Мои страхи были не напрасными. Наутро я узнала, что в одной из расположенных неподалеку от тюрьмы деревень разразился погром. Погибших немного, но полно раненых. Один из тюремщиков рассказывал об этом подробно, и слухи передавались из уст в уста. Добыча на этот раз оказалась большой, у крестьян теперь нет нужды в еврейских лавках: будут у них собственные сукна, собственный сахар, собственные сапоги любой выделки и любых размеров. Поздно ночью пошла по рукам бутылка водки. Все радовались, что наконец-то евреи получили по заслугам.

В Пасху, когда разрешили передать заключенным еду и одежду, всюду видны были еврейские пальто, платья с кружевами, шерстяные носки, даже несколько новых корсетов. Все радовались, примеряли обновы…

— Почему ты всех сторонишься? — спросила меня одна из заключенных.

— Я тоскую, — слова сами сорвались с моих губ.

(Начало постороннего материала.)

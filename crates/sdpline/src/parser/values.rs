//! Decoders for attribute payload strings.
//!
//! The line engine stores attribute values as opaque text; these helpers
//! decode the common composite payloads (fmtp configs, imageattr groups,
//! remote candidates, simulcast stream lists, payload type lists) when a
//! caller actually needs the structure. Nothing here is invoked during
//! `parse` or `write`.

use serde::{Deserialize, Serialize};

use crate::error::{Error, Result};

/// Ordered key to optional-value mapping decoded from `key=value;...`
/// strings. Keys without a value are boolean-style flags; use
/// [`ParamMap::contains`] to distinguish a flag from an absent key.
#[derive(Debug, Clone, Default, PartialEq, Serialize, Deserialize)]
pub struct ParamMap(Vec<(String, Option<String>)>);

impl ParamMap {
    /// The value for a key, if the key is present with a value.
    pub fn get(&self, key: &str) -> Option<&str> {
        self.0
            .iter()
            .find(|(k, _)| k == key)
            .and_then(|(_, v)| v.as_deref())
    }

    pub fn contains(&self, key: &str) -> bool {
        self.0.iter().any(|(k, _)| k == key)
    }

    /// Entries in insertion order.
    pub fn iter(&self) -> impl Iterator<Item = (&str, Option<&str>)> {
        self.0.iter().map(|(k, v)| (k.as_str(), v.as_deref()))
    }

    pub fn len(&self) -> usize {
        self.0.len()
    }

    pub fn is_empty(&self) -> bool {
        self.0.is_empty()
    }

    /// Splits one `key=value` fragment; a fragment without an `=` becomes
    /// a flag key, and empty fragments are dropped as separator noise.
    fn insert_fragment(&mut self, fragment: &str) {
        match fragment.split_once('=') {
            Some((key, value)) => self.0.push((key.to_string(), Some(value.to_string()))),
            None if !fragment.is_empty() => self.0.push((fragment.to_string(), None)),
            None => {}
        }
    }
}

/// Decodes a `;`-separated parameter string, e.g. an fmtp config like
/// `profile-level-id=42e034;packetization-mode=1` or `maxplaybackrate=48000; cbr`.
/// One space after each `;` is tolerated; values keep any further `=`.
pub fn parse_params(params: &str) -> ParamMap {
    let mut map = ParamMap::default();
    for part in params.split(';') {
        let part = part.strip_prefix(|c: char| c.is_whitespace()).unwrap_or(part);
        map.insert_fragment(part);
    }
    map
}

/// Historical name for [`parse_params`]: fmtp configuration strings use
/// the same shape.
pub fn parse_fmtp_config(config: &str) -> ParamMap {
    parse_params(config)
}

/// Decodes a whitespace-separated payload type list, e.g. the tail of
/// `m=audio 9 UDP/TLS/RTP/SAVPF 111 103 0`.
pub fn parse_payloads(payloads: &str) -> Result<Vec<u32>> {
    payloads
        .split_whitespace()
        .map(|token| {
            token
                .parse::<u32>()
                .map_err(|_| Error::InvalidPayload(token.to_string()))
        })
        .collect()
}

/// One entry of an `a=remote-candidates:` value.
#[derive(Debug, Clone, PartialEq, Serialize, Deserialize)]
pub struct RemoteCandidate {
    pub component: u32,
    pub ip: String,
    pub port: u32,
}

/// Decodes `component ip port` triples, e.g.
/// `1 203.0.113.1 54400 2 203.0.113.1 54401`.
pub fn parse_remote_candidates(value: &str) -> Result<Vec<RemoteCandidate>> {
    let tokens: Vec<&str> = value.split_whitespace().collect();
    if tokens.len() % 3 != 0 {
        return Err(Error::InvalidRemoteCandidates(format!(
            "expected component/ip/port triples, got {} token(s)",
            tokens.len()
        )));
    }

    let mut candidates = Vec::with_capacity(tokens.len() / 3);
    for chunk in tokens.chunks_exact(3) {
        let &[component, ip, port] = chunk else {
            continue;
        };
        let component = component
            .parse::<u32>()
            .map_err(|_| Error::InvalidRemoteCandidates(format!("bad component {component:?}")))?;
        let port = port
            .parse::<u32>()
            .map_err(|_| Error::InvalidRemoteCandidates(format!("bad port {port:?}")))?;
        candidates.push(RemoteCandidate {
            component,
            ip: ip.to_string(),
            port,
        });
    }
    Ok(candidates)
}

/// Decodes an imageattr attribute set like
/// `[x=1280,y=720] [x=320,y=180]` into one map per bracket group.
pub fn parse_image_attributes(attrs: &str) -> Vec<ParamMap> {
    attrs
        .split_whitespace()
        .map(|group| {
            let group = group.strip_prefix('[').unwrap_or(group);
            let group = group.strip_suffix(']').unwrap_or(group);
            let mut map = ParamMap::default();
            for item in group.split(',') {
                map.insert_fragment(item);
            }
            map
        })
        .collect()
}

/// One simulcast stream alternative; `paused` reflects a leading `~`.
#[derive(Debug, Clone, PartialEq, Serialize, Deserialize)]
pub struct SimulcastStream {
    pub scid: String,
    pub paused: bool,
}

/// Decodes a simulcast stream list like `1,~4;2,~5`: `;` separates the
/// simulcast streams, `,` the alternative formats within each.
pub fn parse_simulcast_stream_list(streams: &str) -> Vec<Vec<SimulcastStream>> {
    streams
        .split(';')
        .map(|alternatives| {
            alternatives
                .split(',')
                .map(|format| {
                    let (scid, paused) = match format.strip_prefix('~') {
                        Some(rest) => (rest, true),
                        None => (format, false),
                    };
                    SimulcastStream {
                        scid: scid.to_string(),
                        paused,
                    }
                })
                .collect()
        })
        .collect()
}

— Ты должна все позабыть. Будто и не было ничего.

— А ты не вспоминаешь?

— Конечно же, вспоминаю. Но тут же говорю себе: «Вспоминать запрещено!» Своей сестре и двоюродному брату велела не приходить ко мне на свидания. Если выйду — поеду их навестить, мне они ничего не должны. Свидания только сводят человека с ума. Я бы запретила свидания. Я уже не тоскую и не скучаю. Я сделала то, что должна была сделать, и теперь могу сидеть спокойно.

— Что же ты сделала?

— Убила своего мужа. Только мы двое довели дело до конца, а остальные пытались, да, пожалев, повернули назад.

В глазах ее что-то сверкнуло.

Тюрьма хорошо охранялась, и все-таки новости просачивались сквозь любую щель. Вчера стало известно, что мужа Сиги убили в кабаке. Все радовались и пили, и я тоже присоединилась к веселью.

Сиги опьянела и в подпитии высказалась:

— Я люблю Господа нашего Иисуса великой и сильной любовью. Он — Господь. Он — Спаситель. Я знала, что он отомстит за меня. Теперь же настала очередь евреев, убийц Господа. Я много лет у них работала, немало денег у них наворовала, но никогда не прощу им, что убили они Господа. Как осмелились они, дети Сатаны, убить его? Ведь он — это любовь и милосердие. Он не простит им, он готовит им великую месть, вы еще увидите.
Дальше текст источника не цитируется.